[Opening Records for the exercise section]

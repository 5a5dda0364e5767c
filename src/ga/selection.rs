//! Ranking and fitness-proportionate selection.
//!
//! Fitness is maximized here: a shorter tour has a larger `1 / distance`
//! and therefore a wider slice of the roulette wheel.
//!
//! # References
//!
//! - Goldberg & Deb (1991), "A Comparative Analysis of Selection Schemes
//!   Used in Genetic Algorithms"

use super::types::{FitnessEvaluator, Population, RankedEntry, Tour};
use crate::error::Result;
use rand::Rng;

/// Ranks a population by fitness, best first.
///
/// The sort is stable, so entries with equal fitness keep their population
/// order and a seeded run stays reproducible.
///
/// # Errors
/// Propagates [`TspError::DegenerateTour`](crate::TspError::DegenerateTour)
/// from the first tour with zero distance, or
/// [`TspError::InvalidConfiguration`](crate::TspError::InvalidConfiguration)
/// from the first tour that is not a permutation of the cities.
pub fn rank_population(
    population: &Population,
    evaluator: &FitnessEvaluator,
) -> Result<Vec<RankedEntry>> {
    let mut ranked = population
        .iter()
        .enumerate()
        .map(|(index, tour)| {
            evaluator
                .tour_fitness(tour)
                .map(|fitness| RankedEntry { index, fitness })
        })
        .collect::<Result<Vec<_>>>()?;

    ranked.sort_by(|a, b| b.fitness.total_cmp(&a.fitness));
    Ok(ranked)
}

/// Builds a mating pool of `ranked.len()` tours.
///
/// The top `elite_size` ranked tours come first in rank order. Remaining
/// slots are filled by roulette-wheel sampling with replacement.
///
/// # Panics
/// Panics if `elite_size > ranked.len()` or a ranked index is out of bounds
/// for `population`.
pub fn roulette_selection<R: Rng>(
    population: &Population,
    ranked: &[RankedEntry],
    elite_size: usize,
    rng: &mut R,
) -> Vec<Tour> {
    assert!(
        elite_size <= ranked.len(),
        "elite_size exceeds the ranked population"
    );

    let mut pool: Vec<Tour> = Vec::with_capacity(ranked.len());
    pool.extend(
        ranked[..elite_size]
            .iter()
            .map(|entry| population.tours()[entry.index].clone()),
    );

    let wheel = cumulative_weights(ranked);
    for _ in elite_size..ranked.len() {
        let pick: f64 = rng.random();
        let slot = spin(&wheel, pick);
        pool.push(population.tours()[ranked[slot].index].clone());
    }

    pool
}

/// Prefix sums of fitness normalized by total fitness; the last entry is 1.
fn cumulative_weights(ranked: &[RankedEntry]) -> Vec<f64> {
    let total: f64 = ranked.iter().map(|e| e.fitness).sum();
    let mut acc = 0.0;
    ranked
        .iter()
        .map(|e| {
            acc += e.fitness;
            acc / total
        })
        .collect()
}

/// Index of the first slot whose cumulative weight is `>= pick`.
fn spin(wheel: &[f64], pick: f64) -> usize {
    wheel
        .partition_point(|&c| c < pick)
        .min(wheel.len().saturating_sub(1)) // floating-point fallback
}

[Closing Records for the exercise section]
[Opening Records for the exercise section]

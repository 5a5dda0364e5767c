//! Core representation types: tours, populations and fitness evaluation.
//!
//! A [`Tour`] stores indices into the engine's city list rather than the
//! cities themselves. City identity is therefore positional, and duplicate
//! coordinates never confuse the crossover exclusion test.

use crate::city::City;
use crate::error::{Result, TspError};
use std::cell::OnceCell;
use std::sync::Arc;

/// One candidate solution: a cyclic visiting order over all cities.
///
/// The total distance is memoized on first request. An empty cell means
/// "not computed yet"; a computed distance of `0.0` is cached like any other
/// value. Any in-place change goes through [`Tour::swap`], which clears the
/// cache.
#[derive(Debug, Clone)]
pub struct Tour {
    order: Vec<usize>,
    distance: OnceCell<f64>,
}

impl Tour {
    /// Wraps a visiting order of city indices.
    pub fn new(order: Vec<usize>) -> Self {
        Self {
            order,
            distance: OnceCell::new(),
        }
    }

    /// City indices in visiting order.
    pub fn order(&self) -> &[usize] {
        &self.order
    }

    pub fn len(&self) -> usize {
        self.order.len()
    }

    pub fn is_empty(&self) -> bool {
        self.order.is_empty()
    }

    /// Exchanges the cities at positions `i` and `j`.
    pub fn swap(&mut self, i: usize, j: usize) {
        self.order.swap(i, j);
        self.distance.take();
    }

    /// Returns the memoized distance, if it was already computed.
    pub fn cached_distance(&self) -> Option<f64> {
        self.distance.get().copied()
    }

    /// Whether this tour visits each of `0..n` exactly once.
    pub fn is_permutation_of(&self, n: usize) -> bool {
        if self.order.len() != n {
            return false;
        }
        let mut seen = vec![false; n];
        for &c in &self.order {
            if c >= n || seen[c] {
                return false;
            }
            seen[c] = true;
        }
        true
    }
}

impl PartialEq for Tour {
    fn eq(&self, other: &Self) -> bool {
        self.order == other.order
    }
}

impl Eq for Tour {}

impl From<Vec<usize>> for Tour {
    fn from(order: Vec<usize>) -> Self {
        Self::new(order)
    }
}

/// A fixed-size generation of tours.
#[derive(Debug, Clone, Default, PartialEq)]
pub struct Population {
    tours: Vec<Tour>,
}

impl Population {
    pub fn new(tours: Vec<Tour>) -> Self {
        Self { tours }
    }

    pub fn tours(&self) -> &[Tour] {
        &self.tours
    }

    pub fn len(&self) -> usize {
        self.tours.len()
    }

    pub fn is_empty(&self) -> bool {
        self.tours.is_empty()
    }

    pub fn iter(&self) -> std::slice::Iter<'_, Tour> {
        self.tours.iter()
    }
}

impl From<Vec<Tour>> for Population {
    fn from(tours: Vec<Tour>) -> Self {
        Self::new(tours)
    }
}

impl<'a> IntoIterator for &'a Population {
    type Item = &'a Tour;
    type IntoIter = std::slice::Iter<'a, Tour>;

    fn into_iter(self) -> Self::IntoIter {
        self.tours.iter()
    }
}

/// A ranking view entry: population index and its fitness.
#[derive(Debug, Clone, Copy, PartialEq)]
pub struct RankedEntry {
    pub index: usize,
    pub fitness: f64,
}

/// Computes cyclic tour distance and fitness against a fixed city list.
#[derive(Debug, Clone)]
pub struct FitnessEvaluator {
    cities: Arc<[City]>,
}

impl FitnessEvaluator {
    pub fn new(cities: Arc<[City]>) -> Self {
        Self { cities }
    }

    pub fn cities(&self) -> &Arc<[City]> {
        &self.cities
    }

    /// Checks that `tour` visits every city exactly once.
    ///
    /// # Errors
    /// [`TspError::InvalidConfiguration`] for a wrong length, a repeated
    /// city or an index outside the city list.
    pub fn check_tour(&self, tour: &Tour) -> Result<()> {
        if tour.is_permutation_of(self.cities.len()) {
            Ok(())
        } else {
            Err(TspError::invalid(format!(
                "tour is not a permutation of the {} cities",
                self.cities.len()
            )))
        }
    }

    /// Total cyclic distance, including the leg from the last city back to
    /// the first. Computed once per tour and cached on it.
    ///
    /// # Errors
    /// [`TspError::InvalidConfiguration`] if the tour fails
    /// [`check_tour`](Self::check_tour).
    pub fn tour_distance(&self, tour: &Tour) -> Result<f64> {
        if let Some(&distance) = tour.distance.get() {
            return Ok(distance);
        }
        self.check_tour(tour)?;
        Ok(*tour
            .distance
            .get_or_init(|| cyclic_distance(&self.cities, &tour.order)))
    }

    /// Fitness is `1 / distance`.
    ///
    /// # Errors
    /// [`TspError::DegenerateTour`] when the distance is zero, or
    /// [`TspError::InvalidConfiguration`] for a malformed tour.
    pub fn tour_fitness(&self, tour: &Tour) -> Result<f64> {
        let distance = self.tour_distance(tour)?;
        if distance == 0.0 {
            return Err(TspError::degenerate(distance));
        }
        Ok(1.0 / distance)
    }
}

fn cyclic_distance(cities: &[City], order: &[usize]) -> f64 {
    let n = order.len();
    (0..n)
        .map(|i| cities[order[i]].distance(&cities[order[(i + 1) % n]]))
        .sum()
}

[Closing Records for the exercise section]

> [Task requirements]: Starting from the data above, filter for lines with "first" and copy each one.

> [Problem solution]:
/// Ranks a population by fitness, best first.
/// from the first tour with zero distance, or
/// from the first tour that is not a permutation of the cities.
/// The top `elite_size` ranked tours come first in rank order. Remaining
/// Index of the first slot whose cumulative weight is `>= pick`.
/// The total distance is memoized on first request. An empty cell means
    /// the first. Computed once per tour and cached on it.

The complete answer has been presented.